I may regret all this openness later, but for now a little missive here on the blog seems like the easiest way to answer all the questions that are coming up now and will be sure to come up soon. It’s getting more difficult to come up with plausible stories about what’s happening, so let’s try the truth.

Tomorrow, Jen and Bernie and John (my wife and sons) are moving to State College, PA, to live with Jen’s mom. In a couple weeks, I’m moving into a one-bedroom basement apartment in Albany – even more downtown than I live now. We’re not sure how long the new arrangement will last.

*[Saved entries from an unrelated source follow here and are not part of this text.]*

//! Suite execution for the `run` command
//!
//! Per-suite mode opens a fresh browser for every suite and closes it when
//! the suite ends. Shared mode opens one browser, runs the suites one after
//! another on it and closes it once at the end.

use crate::error::{CliError, CliResult};
use crate::output::ProgressReporter;
use serde::{Deserialize, Serialize};
use siteprobe::{BrowserConfig, ProbeResult, Session, SuiteReport, SuiteRunner, SuiteSpec, WaitPolicy};
use std::future::Future;
use std::time::{Duration, Instant};
use tracing::{info, warn};

/// Reports of a whole run
#[derive(Debug, Clone, Serialize, Deserialize)]
pub struct RunSummary {
    /// One report per suite, in run order
    pub reports: Vec<SuiteReport>,
    /// Wall time of the run in milliseconds
    pub duration_ms: u64,
}

impl RunSummary {
    /// Wall time of the run
    #[must_use]
    pub const fn duration(&self) -> Duration {
        Duration::from_millis(self.duration_ms)
    }

    /// Whether every suite passed
    #[must_use]
    pub fn all_passed(&self) -> bool {
        self.reports.iter().all(SuiteReport::is_success)
    }
}

/// What to run and how
#[derive(Debug)]
pub struct RunPlan<'a> {
    /// Suites in run order
    pub suites: Vec<&'a SuiteSpec>,
    /// Suite runner (screenshot and log locations)
    pub runner: SuiteRunner,
    /// Wait policy for every session
    pub waits: WaitPolicy,
    /// One browser for all suites
    pub shared: bool,
}

impl RunPlan<'_> {
    /// Run the plan, opening sessions with `open`
    ///
    /// Fails only when a browser cannot be opened; failed scenarios end up in
    /// the reports.
    pub async fn execute<F, Fut>(
        &self,
        mut open: F,
        reporter: &ProgressReporter,
    ) -> CliResult<RunSummary>
    where
        F: FnMut() -> Fut,
        Fut: Future<Output = ProbeResult<Session>>,
    {
        let started = Instant::now();
        let mut reports = Vec::with_capacity(self.suites.len());

        if self.shared {
            let mut session = open().await.map_err(CliError::Launch)?.with_waits(self.waits);
            info!(suites = self.suites.len(), "running suites on a shared browser");
            for suite in &self.suites {
                reports.push(self.run_one(suite, &mut session, reporter).await);
            }
            close(&mut session).await;
        } else {
            for suite in &self.suites {
                let mut session = open().await.map_err(CliError::Launch)?.with_waits(self.waits);
                reports.push(self.run_one(suite, &mut session, reporter).await);
                close(&mut session).await;
            }
        }

        Ok(RunSummary {
            reports,
            duration_ms: started.elapsed().as_millis() as u64,
        })
    }

    async fn run_one(
        &self,
        suite: &SuiteSpec,
        session: &mut Session,
        reporter: &ProgressReporter,
    ) -> SuiteReport {
        reporter.set_message(&suite.name);
        reporter.header(&suite.name);
        let report = self.runner.run(suite, session).await;
        reporter.suite_results(&report);
        if let Some(path) = &report.log_file {
            reporter.info(&format!("Log: {}", path.display()));
        }
        reporter.increment(1);
        report
    }
}

async fn close(session: &mut Session) {
    if let Err(e) = session.close().await {
        warn!(error = %e, "browser close failed");
    }
}

/// Launch a Chromium session
#[cfg(feature = "browser")]
pub async fn launch_session(config: BrowserConfig) -> ProbeResult<Session> {
    Session::launch(&config).await
}

/// Launch a Chromium session
#[cfg(not(feature = "browser"))]
pub async fn launch_session(_config: BrowserConfig) -> ProbeResult<Session> {
    Err(siteprobe::ProbeError::BrowserLaunch {
        message: "siteprobe was built without the `browser` feature".to_string(),
    })
}
//! Siteprobe CLI: run browser regression suites
//!
//! ## Usage
//!
//! ```bash
//! siteprobe run --suite home          # One suite
//! siteprobe run --all --shared-browser # Every suite on one browser
//! siteprobe list                       # Suites in the default file
//! siteprobe validate -f suites/x.yaml  # Check a suite file
//! ```

use clap::Parser;
use siteprobe::{BrowserConfig, SuiteFile, SuiteRunner};
use siteprobe_cli::{
    launch_session, logging, Cli, CliConfig, CliError, CliResult, ColorChoice, Commands,
    FileArgs, OutputFormat, ProgressReporter, RunArgs, RunPlan, Verbosity,
};
use std::path::Path;
use std::process::ExitCode;
use tracing::info;

fn main() -> ExitCode {
    match run() {
        Ok(()) => ExitCode::SUCCESS,
        Err(e) => {
            eprintln!("Error: {e}");
            ExitCode::FAILURE
        }
    }
}

fn run() -> CliResult<()> {
    let cli = Cli::parse();
    let config = build_config(&cli);
    logging::init(&config);

    match cli.command {
        Commands::Run(args) => run_suites(config, &args),
        Commands::List(args) => run_list(&args),
        Commands::Validate(args) => run_validate(&args),
    }
}

fn build_config(cli: &Cli) -> CliConfig {
    let verbosity = Verbosity::from_flags(cli.quiet, cli.verbose);
    let color: ColorChoice = cli.color.clone().into();
    CliConfig::new().with_verbosity(verbosity).with_color(color)
}

fn load(path: &Path) -> CliResult<SuiteFile> {
    SuiteFile::load(path).map_err(|e| CliError::config(format!("{}: {e}", path.display())))
}

fn run_suites(config: CliConfig, args: &RunArgs) -> CliResult<()> {
    let config = CliConfig {
        logs_dir: args.logs.clone(),
        screenshots_dir: args.screenshots.clone(),
        headless: args.headless_override(),
        chromium_path: args.chromium.clone(),
        no_sandbox: args.no_sandbox,
        shared_browser: args.shared_browser,
        format: args.format.into(),
        ..config.with_suite_file(&args.file.file)
    };

    let file = load(&config.suite_file)?;
    let suites = file
        .select(args.selected_keys())
        .map_err(|e| CliError::invalid_argument(e.to_string()))?;
    let browser = config.apply_browser(file.settings.apply_browser(BrowserConfig::default()));

    let plan = RunPlan {
        suites,
        runner: SuiteRunner::new(&config.screenshots_dir).with_log_dir(&config.logs_dir),
        waits: file.settings.wait_policy(),
        shared: config.shared_browser,
    };
    info!(
        suites = plan.suites.len(),
        shared = plan.shared,
        headless = browser.headless,
        "starting run"
    );

    let mut reporter = ProgressReporter::new(
        config.color.should_color(),
        config.verbosity.is_quiet(),
    );
    reporter.start_progress(plan.suites.len() as u64, "suites");

    let rt = tokio::runtime::Runtime::new()?;
    let summary = rt.block_on(plan.execute(|| launch_session(browser.clone()), &reporter));
    reporter.finish();
    let summary = summary?;

    match config.format {
        OutputFormat::Text => reporter.summary(&summary.reports, summary.duration()),
        OutputFormat::Json => println!("{}", serde_json::to_string_pretty(&summary)?),
    }
    Ok(())
}

fn run_list(args: &FileArgs) -> CliResult<()> {
    let file = load(&args.file)?;
    println!("{:<14} {:<28} {:>9} {:>6}  START", "KEY", "NAME", "SCENARIOS", "SWEEPS");
    for suite in &file.suites {
        println!(
            "{:<14} {:<28} {:>9} {:>6}  {}",
            suite.key,
            suite.name,
            suite.scenario_count(),
            suite.sweeps.len(),
            suite.start_url
        );
    }
    Ok(())
}

fn run_validate(args: &FileArgs) -> CliResult<()> {
    let file = load(&args.file)?;
    let scenarios: usize = file.suites.iter().map(|s| s.scenario_count()).sum();
    let sweeps: usize = file.suites.iter().map(|s| s.sweeps.len()).sum();
    println!(
        "{}: OK ({} suites, {scenarios} scenarios, {sweeps} sweeps)",
        args.file.display(),
        file.suites.len()
    );
    Ok(())
}
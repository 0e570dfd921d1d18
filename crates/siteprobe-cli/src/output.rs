//! Output formatting and progress reporting

use console::{style, Style, Term};
use indicatif::{ProgressBar, ProgressStyle};
use serde::{Deserialize, Serialize};
use siteprobe::{Outcome, SuiteReport, Tally};
use std::fmt::Write as _;
use std::time::Duration;

/// Output format for run results
#[derive(Debug, Clone, Copy, PartialEq, Eq, Default, Serialize, Deserialize)]
pub enum OutputFormat {
    /// Human-readable text
    #[default]
    Text,
    /// JSON reports on stdout
    Json,
}

/// Progress reporter for suite execution
#[derive(Debug)]
pub struct ProgressReporter {
    term: Term,
    progress_bar: Option<ProgressBar>,
    /// Whether to use colors
    pub use_color: bool,
    /// Quiet mode
    pub quiet: bool,
}

impl Default for ProgressReporter {
    fn default() -> Self {
        Self::new(true, false)
    }
}

impl ProgressReporter {
    /// Create a new progress reporter
    #[must_use]
    pub fn new(use_color: bool, quiet: bool) -> Self {
        Self {
            term: Term::stderr(),
            progress_bar: None,
            use_color,
            quiet,
        }
    }

    /// Start a progress bar over the selected suites
    pub fn start_progress(&mut self, total: u64, message: &str) {
        if self.quiet {
            return;
        }

        let pb = ProgressBar::new(total);
        pb.set_style(
            ProgressStyle::default_bar()
                .template("{spinner:.green} [{bar:40.cyan/blue}] {pos}/{len} {msg}")
                .unwrap_or_else(|_| ProgressStyle::default_bar())
                .progress_chars("=>-"),
        );
        pb.set_message(message.to_string());
        self.progress_bar = Some(pb);
    }

    /// Increment progress
    pub fn increment(&self, delta: u64) {
        if let Some(ref pb) = self.progress_bar {
            pb.inc(delta);
        }
    }

    /// Update progress message
    pub fn set_message(&self, message: &str) {
        if let Some(ref pb) = self.progress_bar {
            pb.set_message(message.to_string());
        }
    }

    /// Finish progress bar
    pub fn finish(&self) {
        if let Some(ref pb) = self.progress_bar {
            pb.finish_and_clear();
        }
    }

    fn line(&self, line: &str) {
        match &self.progress_bar {
            Some(pb) if !pb.is_finished() => pb.println(line),
            _ => {
                let _ = self.term.write_line(line);
            }
        }
    }

    /// Print a success message
    pub fn success(&self, message: &str) {
        if self.quiet {
            return;
        }
        let prefix = if self.use_color {
            style("✓").green().bold().to_string()
        } else {
            "PASS".to_string()
        };
        self.line(&format!("{prefix} {message}"));
    }

    /// Print a failure message
    pub fn failure(&self, message: &str) {
        // Failures print even in quiet mode
        let prefix = if self.use_color {
            style("✗").red().bold().to_string()
        } else {
            "FAIL".to_string()
        };
        self.line(&format!("{prefix} {message}"));
    }

    /// Print a warning message
    pub fn warning(&self, message: &str) {
        if self.quiet {
            return;
        }
        let prefix = if self.use_color {
            style("⚠").yellow().bold().to_string()
        } else {
            "WARN".to_string()
        };
        self.line(&format!("{prefix} {message}"));
    }

    /// Print an info message
    pub fn info(&self, message: &str) {
        if self.quiet {
            return;
        }
        let prefix = if self.use_color {
            style("ℹ").blue().bold().to_string()
        } else {
            "INFO".to_string()
        };
        self.line(&format!("{prefix} {message}"));
    }

    /// Print a section header
    pub fn header(&self, title: &str) {
        if self.quiet {
            return;
        }
        let styled = if self.use_color {
            style(title).bold().underlined().to_string()
        } else {
            format!("=== {title} ===")
        };
        self.line("");
        self.line(&styled);
    }

    /// Print every scenario of a finished suite
    pub fn suite_results(&self, report: &SuiteReport) {
        for result in &report.results {
            match &result.outcome {
                Outcome::Passed => self.success(&result.name),
                Outcome::PassedWithWarning(msg) => {
                    self.warning(&format!("{}: {msg}", result.name));
                }
                Outcome::Failed(msg) => self.failure(&format!("{}: {msg}", result.name)),
            }
        }
        if let Some(reason) = &report.aborted {
            self.failure(&format!("{} aborted: {reason}", report.name));
        }
    }

    /// Print the global summary table
    pub fn summary(&self, reports: &[SuiteReport], duration: Duration) {
        let failed = reports.iter().any(|r| !r.is_success());
        if self.quiet && !failed {
            return;
        }
        let table = render_summary(reports, duration);
        if self.use_color {
            let status = if failed {
                Style::new().red().bold().apply_to("FAILURES")
            } else {
                Style::new().green().bold().apply_to("ALL PASSED")
            };
            self.line("");
            self.line(&status.to_string());
        }
        for line in table.lines() {
            self.line(line);
        }
    }
}

/// Render the summary table (`TestClass  Total | Passed | Failed`)
#[must_use]
pub fn render_summary(reports: &[SuiteReport], duration: Duration) -> String {
    let mut out = String::new();
    let _ = writeln!(out);
    let _ = writeln!(out, "{:=<46}", "");
    let _ = writeln!(out, "{:<20} {:>7} | {:>7} | {:>7}", "TestClass", "Total", "Passed", "Failed");
    let _ = writeln!(out, "{:-<46}", "");

    let mut total = Tally::default();
    for report in reports {
        let t = report.tally;
        let _ = writeln!(
            out,
            "{:<20} {:>7} | {:>7} | {:>7}",
            truncate(&report.name, 20),
            t.total(),
            t.passed,
            t.failed
        );
        total.absorb(&t);
    }

    let _ = writeln!(out, "{:-<46}", "");
    let _ = writeln!(
        out,
        "{:<20} {:>7} | {:>7} | {:>7}",
        "TOTAL",
        total.total(),
        total.passed,
        total.failed
    );
    let _ = writeln!(out, "{:=<46}", "");
    let _ = writeln!(
        out,
        "Warnings: {}  Screenshots: {}  Success rate: {:.1}%",
        total.warnings,
        total.screenshots,
        total.success_rate()
    );
    let _ = writeln!(out, "Total duration: {:.1}s", duration.as_secs_f64());
    out
}

fn truncate(name: &str, max: usize) -> String {
    if name.chars().count() <= max {
        name.to_string()
    } else {
        name.chars().take(max).collect()
    }
}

Why is this happening? Primarily because we can’t afford to live together anymore. Jen’s been out of work for 18 months and counting, and I don’t make enough to pay the bills. In fact, my most recent job change was probably the straw that sent to camel to the poor house. I’m thrilled to have my current gig and to work in the world of bicycle advocacy, but it pays what non-profits often pay. We gambled that one of Jen’s many high-scoring civil-service tests would pull our fat out of the fire, but New York State has no budget and isn’t doing much hiring these days, so that gamble didn’t pay off. We lived on fumes (and with the help of our families) for a long time, but the tank is now empty.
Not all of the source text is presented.